(Collected data entries)
══════════
//! Text renderers for the terminal dashboard.
//!
//! Every function here is pure: it reads dashboard state and returns a `String`.

use std::fmt::Write;

use chrono::{DateTime, Local, Utc};

use crate::{
    dashboard::Dashboard,
    model::{AlertMessage, City, DailySummary, Readings, WeatherSnapshot},
    summary::SummaryHistory,
};

pub const CARD_WIDTH: usize = 30;
pub const CARDS_PER_ROW: usize = 3;
pub const CHART_HEIGHT: usize = 8;
const COLUMN_WIDTH: usize = 6;

#[derive(Debug, Clone, Copy, PartialEq, Eq)]
pub enum Icon {
    Sun,
    Cloud,
    Rain,
    Snow,
}

impl Icon {
    pub fn for_condition(condition: &str) -> Self {
        match condition.to_lowercase().as_str() {
            "clear" => Icon::Sun,
            "clouds" => Icon::Cloud,
            "rain" => Icon::Rain,
            "snow" => Icon::Snow,
            _ => Icon::Cloud,
        }
    }

    pub fn glyph(&self) -> char {
        match self {
            Icon::Sun => '☀',
            Icon::Cloud => '☁',
            Icon::Rain => '☂',
            Icon::Snow => '❄',
        }
    }
}

fn local_time(at: DateTime<Utc>) -> String {
    at.with_timezone(&Local).format("%H:%M:%S").to_string()
}

fn pad(line: &str, width: usize) -> String {
    let len = line.chars().count();
    if len >= width {
        line.chars().take(width).collect()
    } else {
        format!("{line}{}", " ".repeat(width - len))
    }
}

/// The lines of one city card, each padded to [`CARD_WIDTH`].
pub fn card_lines(city: &City, snapshot: &WeatherSnapshot) -> Vec<String> {
    let icon = Icon::for_condition(&snapshot.condition).glyph();
    let lines = [
        format!("{} {icon}", city.name),
        format!("  {:.1}°C  {}", snapshot.temp_c(), snapshot.condition),
        format!("  Feels like: {:.1}°C", snapshot.feels_like_c()),
        format!("  Humidity: {}%", snapshot.humidity),
        format!("  Updated: {}", local_time(snapshot.observed_at)),
    ];
    lines.iter().map(|l| pad(l, CARD_WIDTH)).collect()
}

/// Card grid for every configured city with a reading, in configuration order.
pub fn render_cards(cities: &[City], readings: &Readings) -> String {
    let cards: Vec<Vec<String>> = cities
        .iter()
        .filter_map(|city| readings.get(city.id).map(|s| card_lines(city, s)))
        .collect();

    let mut out = String::new();
    for row in cards.chunks(CARDS_PER_ROW) {
        let height = row.iter().map(Vec::len).max().unwrap_or(0);
        for i in 0..height {
            let line: Vec<&str> = row
                .iter()
                .map(|card| card.get(i).map_or("", String::as_str))
                .collect();
            let _ = writeln!(out, "{}", line.join("  ").trim_end());
        }
        out.push('\n');
    }
    out
}

fn plot_row(value: f64, lo: f64, hi: f64) -> usize {
    let span = hi - lo;
    if span <= f64::EPSILON {
        return CHART_HEIGHT / 2;
    }
    let scaled = (value - lo) / span * (CHART_HEIGHT - 1) as f64;
    (scaled.round().max(0.0) as usize).min(CHART_HEIGHT - 1)
}

fn marker(summary: &DailySummary, row: usize, lo: f64, hi: f64) -> char {
    if plot_row(summary.max_temp, lo, hi) == row {
        '^'
    } else if plot_row(summary.avg_temp, lo, hi) == row {
        'o'
    } else if plot_row(summary.min_temp, lo, hi) == row {
        'v'
    } else {
        ' '
    }
}

/// Line chart of max (`^`), average (`o`) and min (`v`) across the history,
/// one column per summary, followed by each entry's dominant condition.
pub fn render_chart(history: &SummaryHistory) -> String {
    let mut out = String::from("Daily Weather Summary (°C)\n");
    if history.is_empty() {
        out.push_str("  no data yet\n");
        return out;
    }

    let entries: Vec<&DailySummary> = history.iter().collect();
    let hi = entries
        .iter()
        .map(|s| s.max_temp)
        .fold(f64::NEG_INFINITY, f64::max);
    let lo = entries
        .iter()
        .map(|s| s.min_temp)
        .fold(f64::INFINITY, f64::min);

    for row in (0..CHART_HEIGHT).rev() {
        let label = lo + (hi - lo) * row as f64 / (CHART_HEIGHT - 1) as f64;
        let _ = write!(out, "{label:>7.1} |");
        for summary in &entries {
            let _ = write!(
                out,
                "{:^width$}",
                marker(summary, row, lo, hi),
                width = COLUMN_WIDTH
            );
        }
        out.push('\n');
    }

    let _ = writeln!(out, "        +{}", "-".repeat(COLUMN_WIDTH * entries.len()));
    let _ = write!(out, "         ");
    for i in 1..=entries.len() {
        let _ = write!(
            out,
            "{:^width$}",
            format!("#{i}"),
            width = COLUMN_WIDTH
        );
    }
    out.push('\n');
    out.push_str("  ^ max   o avg   v min\n\n");

    out.push_str("Dominant Weather Conditions\n");
    for (i, s) in entries.iter().enumerate() {
        let icon = Icon::for_condition(&s.dominant_condition).glyph();
        let _ = writeln!(
            out,
            "  #{} {}  {icon} {:<12} avg {:.1}  max {:.1}  min {:.1}",
            i + 1,
            s.date_label(),
            s.dominant_condition,
            s.avg_temp,
            s.max_temp,
            s.min_temp,
        );
    }
    out
}

/// The cumulative alert log, oldest first. Empty when nothing has fired.
pub fn render_alerts<'a>(alerts: impl IntoIterator<Item = &'a AlertMessage>) -> String {
    let lines: Vec<String> = alerts
        .into_iter()
        .map(|a| format!("  [{}] {}", local_time(a.raised_at), a.text))
        .collect();

    if lines.is_empty() {
        return String::new();
    }

    format!("Weather Alerts ({})\n{}\n", lines.len(), lines.join("\n"))
}

/// Full screen: header, cards, chart, active rule and alert log.
pub fn render_dashboard(dashboard: &Dashboard) -> String {
    let mut out = String::new();

    let refreshed = dashboard
        .last_refresh()
        .map_or_else(|| "never".to_string(), local_time);
    let _ = writeln!(out, "Weather Monitoring System");
    let _ = writeln!(
        out,
        "{} of {} cities reporting | last refresh {refreshed}\n",
        dashboard.readings().len(),
        dashboard.cities().len(),
    );

    out.push_str(&render_cards(dashboard.cities(), dashboard.readings()));
    out.push_str(&render_chart(dashboard.history()));

    let _ = writeln!(out, "\nActive alert: {}", dashboard.rule());
    let alerts = render_alerts(dashboard.alerts());
    if !alerts.is_empty() {
        out.push('\n');
        out.push_str(&alerts);
    }
    out
}
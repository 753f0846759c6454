//! Selection of raw work items for the new-ingestion role.

use anyhow::Result;
use chrono::{Duration, Utc};
use std::collections::HashSet;
use std::sync::Arc;
use tracing::{debug, info, warn};

use crate::models::{WorkItem, WorkItemId};
use crate::storage::Storage;

/// Tuning for the tiered cascade.
#[derive(Debug, Clone)]
pub struct WorkQueueConfig {
    /// Items created before now - this are "aged" for tier 2
    pub stale_age: Duration,
    /// A claim older than this is abandoned and may be taken over
    pub claim_lease: Duration,
    /// Sample multiplier so tiers survive the dedup/existence filter
    pub oversample: usize,
}

impl Default for WorkQueueConfig {
    fn default() -> Self {
        Self {
            stale_age: Duration::days(30),
            claim_lease: Duration::hours(2),
            oversample: 2,
        }
    }
}

/// Picks which targets the new-ingestion workers scrape next.
///
/// Tier order: virgin pending items, then aged unread/pending, then
/// unread/pending of any age, then expired claims left behind by
/// hard-killed workers. Each returned item has already been claimed
/// atomically; a batch shorter than requested means the queue is
/// drained and the caller should back off.
pub struct WorkQueueSelector<S> {
    storage: Arc<S>,
    config: WorkQueueConfig,
}

impl<S: Storage> WorkQueueSelector<S> {
    pub fn new(storage: Arc<S>) -> Self {
        Self::with_config(storage, WorkQueueConfig::default())
    }

    pub fn with_config(storage: Arc<S>, config: WorkQueueConfig) -> Self {
        Self { storage, config }
    }

    /// Select up to `n` distinct work items and claim them.
    pub async fn select_batch(&self, n: i64) -> Result<Vec<WorkItem>> {
        if n <= 0 {
            return Ok(Vec::new());
        }
        let n = n as usize;
        let now = Utc::now();

        // Urls that already have a record never re-enter ingestion.
        let existing = self.storage.existing_record_urls().await?;

        let mut batch: Vec<WorkItem> = Vec::new();

        // Tier 1: virgin work
        self.fill_tier(&mut batch, n, &existing, |need| {
            let storage = Arc::clone(&self.storage);
            async move { storage.sample_pending_items(need).await }
        })
        .await?;

        // Tier 2: stale/unread, aged
        if batch.len() < n {
            let cutoff = now - self.config.stale_age;
            self.fill_tier(&mut batch, n, &existing, |need| {
                let storage = Arc::clone(&self.storage);
                async move { storage.sample_stale_items(need, Some(cutoff)).await }
            })
            .await?;
        }

        // Tier 3: stale/unread, any age
        if batch.len() < n {
            self.fill_tier(&mut batch, n, &existing, |need| {
                let storage = Arc::clone(&self.storage);
                async move { storage.sample_stale_items(need, None).await }
            })
            .await?;
        }

        // Tier 4: claims abandoned by hard-killed workers. Items whose
        // url already has a record finished their real work before the
        // kill; close them out instead of re-scraping.
        if batch.len() < n {
            let lease_cutoff = now - self.config.claim_lease;
            let need = (n - batch.len()) * self.config.oversample;
            let abandoned = self
                .storage
                .sample_expired_claims(need, lease_cutoff)
                .await?;
            for item in abandoned {
                if existing.contains(&item.url) {
                    debug!(url = %item.url, "abandoned claim already has a record, completing");
                    self.storage.complete_item(item.id).await?;
                } else if batch.len() < n {
                    batch.push(item);
                }
            }
        }

        dedup_by_id(&mut batch);
        batch.truncate(n);

        // Atomic per-item claim: a miss means another worker won the
        // race and the item simply drops out of this batch.
        let lease_cutoff = now - self.config.claim_lease;
        let mut claimed = Vec::with_capacity(batch.len());
        for item in batch {
            if self.storage.claim_item(item.id, lease_cutoff).await? {
                claimed.push(item);
            } else {
                debug!(url = %item.url, "lost claim race, skipping");
            }
        }

        if claimed.len() < n {
            info!(
                selected = claimed.len(),
                requested = n,
                "work queue under-filled the batch"
            );
        }
        Ok(claimed)
    }

    /// Run one sampling tier: oversample, drop urls that already have
    /// a record, drop ids already batched, take what is still needed.
    async fn fill_tier<F, Fut>(
        &self,
        batch: &mut Vec<WorkItem>,
        n: usize,
        existing: &HashSet<String>,
        sample: F,
    ) -> Result<()>
    where
        F: FnOnce(usize) -> Fut,
        Fut: std::future::Future<Output = Result<Vec<WorkItem>>>,
    {
        let need = n - batch.len();
        let sampled = match sample(need * self.config.oversample).await {
            Ok(sampled) => sampled,
            Err(e) => {
                // A failed tier read under-fills the batch; later
                // tiers may still fill it.
                warn!(error = %e, "tier sample failed");
                return Ok(());
            }
        };
        let have: HashSet<WorkItemId> = batch.iter().map(|i| i.id).collect();
        batch.extend(
            sampled
                .into_iter()
                .filter(|item| !existing.contains(&item.url) && !have.contains(&item.id))
                .take(need),
        );
        Ok(())
    }
}

fn dedup_by_id(items: &mut Vec<WorkItem>) {
    let mut seen = HashSet::new();
    items.retain(|item| seen.insert(item.id));
}

#[cfg(test)]
mod tests {
    use super::*;
    use crate::storage::mock::{fixture_item, MockStorage};

    fn items(urls: &[&str]) -> Vec<WorkItem> {
        urls.iter().map(|u| fixture_item(u)).collect()
    }

    #[tokio::test]
    async fn non_positive_n_touches_nothing() {
        let storage = Arc::new(MockStorage::new());
        let selector = WorkQueueSelector::new(Arc::clone(&storage));

        assert!(selector.select_batch(0).await.unwrap().is_empty());
        assert!(selector.select_batch(-3).await.unwrap().is_empty());
        assert!(storage.calls().is_empty());
    }

    #[tokio::test]
    async fn tier_one_fill_skips_later_tiers() {
        let storage = Arc::new(
            MockStorage::new().with_pending(items(&["u1", "u2", "u3", "u4"])),
        );
        let selector = WorkQueueSelector::new(Arc::clone(&storage));

        let batch = selector.select_batch(2).await.unwrap();
        assert_eq!(batch.len(), 2);
        assert_eq!(storage.call_count("pending"), 1);
        assert_eq!(storage.call_count("stale_aged"), 0);
        assert_eq!(storage.call_count("stale_any"), 0);
        assert_eq!(storage.call_count("expired_claims"), 0);
    }

    #[tokio::test]
    async fn underfilled_tier_falls_through() {
        let storage = Arc::new(
            MockStorage::new()
                .with_pending(items(&["u1"]))
                .with_stale_aged(items(&["u2"]))
                .with_stale_any(items(&["u3", "u4"])),
        );
        let selector = WorkQueueSelector::new(Arc::clone(&storage));

        let batch = selector.select_batch(3).await.unwrap();
        assert_eq!(batch.len(), 3);
        assert_eq!(storage.call_count("pending"), 1);
        assert_eq!(storage.call_count("stale_aged"), 1);
        assert_eq!(storage.call_count("stale_any"), 1);
    }

    #[tokio::test]
    async fn existing_urls_filtered_and_batch_distinct() {
        let mut pending = items(&["known", "fresh"]);
        // Same item sampled by two tiers must appear once
        let dup = pending[1].clone();
        let storage = Arc::new(
            MockStorage::new()
                .with_pending(pending.drain(..).collect::<Vec<_>>())
                .with_stale_any(vec![dup])
                .with_existing_urls(&["known"]),
        );
        let selector = WorkQueueSelector::new(Arc::clone(&storage));

        let batch = selector.select_batch(5).await.unwrap();
        assert_eq!(batch.len(), 1);
        assert_eq!(batch[0].url, "fresh");

        let mut ids: Vec<_> = batch.iter().map(|i| i.id).collect();
        ids.dedup();
        assert_eq!(ids.len(), batch.len());
    }

    #[tokio::test]
    async fn every_returned_item_is_claimed_exactly_once() {
        let storage = Arc::new(MockStorage::new().with_pending(items(&["u1", "u2"])));
        let selector = WorkQueueSelector::new(Arc::clone(&storage));

        let batch = selector.select_batch(2).await.unwrap();
        let claimed = storage.claimed_ids();
        assert_eq!(claimed.len(), 2);
        for item in &batch {
            assert_eq!(claimed.iter().filter(|id| **id == item.id).count(), 1);
        }
    }

    #[tokio::test]
    async fn lost_claim_race_drops_item() {
        let pending = items(&["u1", "u2"]);
        let lost = pending[0].id;
        let storage = Arc::new(
            MockStorage::new()
                .with_pending(pending)
                .deny_claims(&[lost]),
        );
        let selector = WorkQueueSelector::new(Arc::clone(&storage));

        let batch = selector.select_batch(2).await.unwrap();
        assert_eq!(batch.len(), 1);
        assert_eq!(batch[0].url, "u2");
    }

    #[tokio::test]
    async fn abandoned_claim_with_record_is_completed_not_rescraped() {
        let abandoned = items(&["done", "half"]);
        let done_id = abandoned[0].id;
        let storage = Arc::new(
            MockStorage::new()
                .with_expired_claims(abandoned)
                .with_existing_urls(&["done"]),
        );
        let selector = WorkQueueSelector::new(Arc::clone(&storage));

        let batch = selector.select_batch(2).await.unwrap();
        assert_eq!(batch.len(), 1);
        assert_eq!(batch[0].url, "half");
        assert_eq!(storage.completed_ids(), vec![done_id]);
    }
}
══════════
### [Problem to work on]
Among the records above, repeat exactly the line with "still fill it.", the line with "let batch = selector.select_batch(3).await.unwrap();", and every line in between, and only those.

### [Problem solution]
                // tiers may still fill it.
                warn!(error = %e, "tier sample failed");
                return Ok(());
            }
        };
        let have: HashSet<WorkItemId> = batch.iter().map(|i| i.id).collect();
        batch.extend(
            sampled
                .into_iter()
                .filter(|item| !existing.contains(&item.url) && !have.contains(&item.id))
                .take(need),
        );
        Ok(())
    }
}

fn dedup_by_id(items: &mut Vec<WorkItem>) {
    let mut seen = HashSet::new();
    items.retain(|item| seen.insert(item.id));
}

#[cfg(test)]
mod tests {
    use super::*;
    use crate::storage::mock::{fixture_item, MockStorage};

    fn items(urls: &[&str]) -> Vec<WorkItem> {
        urls.iter().map(|u| fixture_item(u)).collect()
    }

    #[tokio::test]
    async fn non_positive_n_touches_nothing() {
        let storage = Arc::new(MockStorage::new());
        let selector = WorkQueueSelector::new(Arc::clone(&storage));

        assert!(selector.select_batch(0).await.unwrap().is_empty());
        assert!(selector.select_batch(-3).await.unwrap().is_empty());
        assert!(storage.calls().is_empty());
    }

    #[tokio::test]
    async fn tier_one_fill_skips_later_tiers() {
        let storage = Arc::new(
            MockStorage::new().with_pending(items(&["u1", "u2", "u3", "u4"])),
        );
        let selector = WorkQueueSelector::new(Arc::clone(&storage));

        let batch = selector.select_batch(2).await.unwrap();
        assert_eq!(batch.len(), 2);
        assert_eq!(storage.call_count("pending"), 1);
        assert_eq!(storage.call_count("stale_aged"), 0);
        assert_eq!(storage.call_count("stale_any"), 0);
        assert_eq!(storage.call_count("expired_claims"), 0);
    }

    #[tokio::test]
    async fn underfilled_tier_falls_through() {
        let storage = Arc::new(
            MockStorage::new()
                .with_pending(items(&["u1"]))
                .with_stale_aged(items(&["u2"]))
                .with_stale_any(items(&["u3", "u4"])),
        );
        let selector = WorkQueueSelector::new(Arc::clone(&storage));

        let batch = selector.select_batch(3).await.unwrap();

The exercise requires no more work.